As the Site Reliability Engineer / Tanzu, must have the strong ability to work collaboratively with and across agile teams. The Site Reliability Engineer (SRE) shall be able to build and maintain infrastructure as code on large scale multi-site deployments. Additionally, the SRE shall utilize their experience to evaluate and assess new ways to scale platform capabilities. Will troubleshoot issues until root causes are understood on high traffic production systems, participate in design and code review processes, interact with product owners to coordinate infrastructure changes and be responsible for identifying bottlenecks and improving performance of the platform. The SRE will deploy and maintain 3rd party observability tooling, and collaborate with customers to build and tune Service Level Indicators and Service Level Agreements. Will demonstrate proficiency with facilitation of Post Mortem retrospectives and execution or adjudication of Root Cause Analyses.
- VMware Tanzu
- Exceptionally proficient in software incident response, troubleshooting, problem isolation, and incident command with extreme ownership of software availability.

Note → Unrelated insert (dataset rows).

#[cfg(test)]
mod tests {
    use super::*;
    use crate::queries::campaigns;
    use crate::queries::test_support::{seed_campaign, setup_db};
    use std::sync::Arc;

    #[tokio::test]
    async fn snapshot_insert_is_idempotent() {
        let (db, _dir) = setup_db().await;
        let recipients = seed_campaign(&db, "c1", 3).await;
        let again = insert_recipients(&db, "c1", &recipients).await.unwrap();
        assert_eq!(again, 0);
        let campaign = campaigns::get_campaign(&db, "c1").await.unwrap().unwrap();
        assert_eq!(campaign.recipients, 3);

        let listed = list_recipients(&db, "c1", None).await.unwrap();
        assert_eq!(
            listed.iter().map(|r| r.id.as_str()).collect::<Vec<_>>(),
            vec!["r0", "r1", "r2"]
        );
        assert_eq!(listed[0].name.as_deref(), Some("Contact 0"));
    }

    #[tokio::test]
    async fn concurrent_claims_have_one_winner() {
        let (db, _dir) = setup_db().await;
        seed_campaign(&db, "c1", 1).await;
        let db = Arc::new(db);

        let mut handles = Vec::new();
        for _ in 0..16 {
            let db = db.clone();
            handles.push(tokio::spawn(async move {
                claim(&db, "c1", "r0").await.unwrap()
            }));
        }
        let mut winners = 0;
        for handle in handles {
            if handle.await.unwrap().is_some() {
                winners += 1;
            }
        }
        assert_eq!(winners, 1);
        let r = get_recipients(&db, "c1", &["r0".to_string()]).await.unwrap();
        assert_eq!(r[0].status, RecipientStatus::Sending);
    }

    #[tokio::test]
    async fn release_returns_recipient_to_pending() {
        let (db, _dir) = setup_db().await;
        seed_campaign(&db, "c1", 1).await;
        let token = claim(&db, "c1", "r0").await.unwrap().unwrap();
        assert!(release_claim(&db, &token).await.unwrap());
        assert!(!release_claim(&db, &token).await.unwrap());
        assert!(claim(&db, "c1", "r0").await.unwrap().is_some());
    }

    #[tokio::test]
    async fn terminal_updates_are_single_shot() {
        let (db, _dir) = setup_db().await;
        seed_campaign(&db, "c1", 2).await;
        let token = claim(&db, "c1", "r0").await.unwrap().unwrap();
        assert!(mark_sent(&db, &token, "wamid.A").await.unwrap());
        assert!(!mark_sent(&db, &token, "wamid.A").await.unwrap());
        // A sent recipient can no longer be skipped or failed synchronously.
        let failure = FailureDetail {
            code: Some(131_026),
            title: "undeliverable".into(),
            ..Default::default()
        };
        assert!(!mark_failed(&db, "c1", "r0", &failure).await.unwrap());
        assert!(mark_failed(&db, "c1", "r1", &failure).await.unwrap());
        assert!(!mark_failed(&db, "c1", "r1", &failure).await.unwrap());

        let campaign = campaigns::get_campaign(&db, "c1").await.unwrap().unwrap();
        assert_eq!((campaign.sent, campaign.failed), (1, 1));
        assert!(campaign.first_dispatch_at.is_some());

        let sent = find_by_message_id(&db, "wamid.A").await.unwrap().unwrap();
        assert_eq!(sent.id, "r0");
        let failed = &get_recipients(&db, "c1", &["r1".to_string()]).await.unwrap()[0];
        assert_eq!(failed.failure.as_ref().unwrap().code, Some(131_026));
    }

    #[tokio::test]
    async fn reopen_skipped_adjusts_counter() {
        let (db, _dir) = setup_db().await;
        seed_campaign(&db, "c1", 3).await;
        let skip = SkipDetail {
            code: SkipCode::MissingVariable,
            reason: "missing body param 1".into(),
        };
        for id in ["r0", "r1"] {
            assert!(mark_skipped(&db, "c1", id, &skip).await.unwrap());
        }
        let skipped = list_recipients(&db, "c1", Some(RecipientStatus::Skipped))
            .await
            .unwrap();
        assert_eq!(skipped[0].skip.as_ref().unwrap().code, SkipCode::MissingVariable);

        let only = vec!["r1".to_string()];
        assert_eq!(reopen_skipped(&db, "c1", Some(&only)).await.unwrap(), 1);
        assert_eq!(reopen_skipped(&db, "c1", None).await.unwrap(), 1);
        let campaign = campaigns::get_campaign(&db, "c1").await.unwrap().unwrap();
        assert_eq!(campaign.skipped, 0);
        let stats = campaign_stats(&db, "c1").await.unwrap();
        assert_eq!(stats.pending, 3);
    }

    #[tokio::test]
    async fn read_without_delivered_counts_as_delivered() {
        let (db, _dir) = setup_db().await;
        seed_campaign(&db, "c1", 1).await;
        let token = claim(&db, "c1", "r0").await.unwrap().unwrap();
        mark_sent(&db, &token, "wamid.R").await.unwrap();

        let change = apply_receipt(&db, "wamid.R", DeliveryStatus::Read, "2026-01-01T00:00:05.000Z")
            .await
            .unwrap()
            .unwrap();
        assert_eq!(change, ReceiptChange { delivered: true, read: true });

        // A late delivered receipt changes nothing.
        let late = apply_receipt(
            &db,
            "wamid.R",
            DeliveryStatus::Delivered,
            "2026-01-01T00:00:03.000Z",
        )
        .await
        .unwrap()
        .unwrap();
        assert_eq!(late, ReceiptChange::default());

        let stats = campaign_stats(&db, "c1").await.unwrap();
        assert_eq!((stats.delivered, stats.read), (1, 1));
        let campaign = campaigns::get_campaign(&db, "c1").await.unwrap().unwrap();
        assert_eq!((campaign.delivered, campaign.read), (1, 1));
    }

    #[tokio::test]
    async fn unmatched_receipt_returns_none() {
        let (db, _dir) = setup_db().await;
        let change = apply_receipt(&db, "wamid.X", DeliveryStatus::Delivered, "t")
            .await
            .unwrap();
        assert!(change.is_none());
        let failure = apply_delivery_failure(&db, "wamid.X", &FailureDetail::default(), "t")
            .await
            .unwrap();
        assert!(failure.is_none());
    }

    #[tokio::test]
    async fn async_failure_moves_sent_to_failed_once() {
        let (db, _dir) = setup_db().await;
        seed_campaign(&db, "c1", 1).await;
        let token = claim(&db, "c1", "r0").await.unwrap().unwrap();
        mark_sent(&db, &token, "wamid.F").await.unwrap();
        let failure = FailureDetail {
            code: Some(131_026),
            title: "Message undeliverable".into(),
            ..Default::default()
        };
        let at = now_timestamp();
        assert_eq!(
            apply_delivery_failure(&db, "wamid.F", &failure, &at).await.unwrap(),
            Some(true)
        );
        assert_eq!(
            apply_delivery_failure(&db, "wamid.F", &failure, &at).await.unwrap(),
            Some(false)
        );
        let campaign = campaigns::get_campaign(&db, "c1").await.unwrap().unwrap();
        assert_eq!((campaign.sent, campaign.failed), (0, 1));
    }
}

- 8+ years of experience working in Software Engineering, or Site Reliability Engineering.
- 5+ years, building and maintaining Container Orchestration across hybrid-cloud infrastructure.
- 5+ years of experience deploying and configuring modern observability tooling for monitoring and alerting.
- Proficiency writing automation with bash or python.
- Experience writing or troubleshooting software delivery pipelines, eg: GitLab CI and Concourse.
- Highly preferred that candidates have a Bachelor's degree in Computer Science, Mathematics or equivalent technical degree or equivalent industry experience.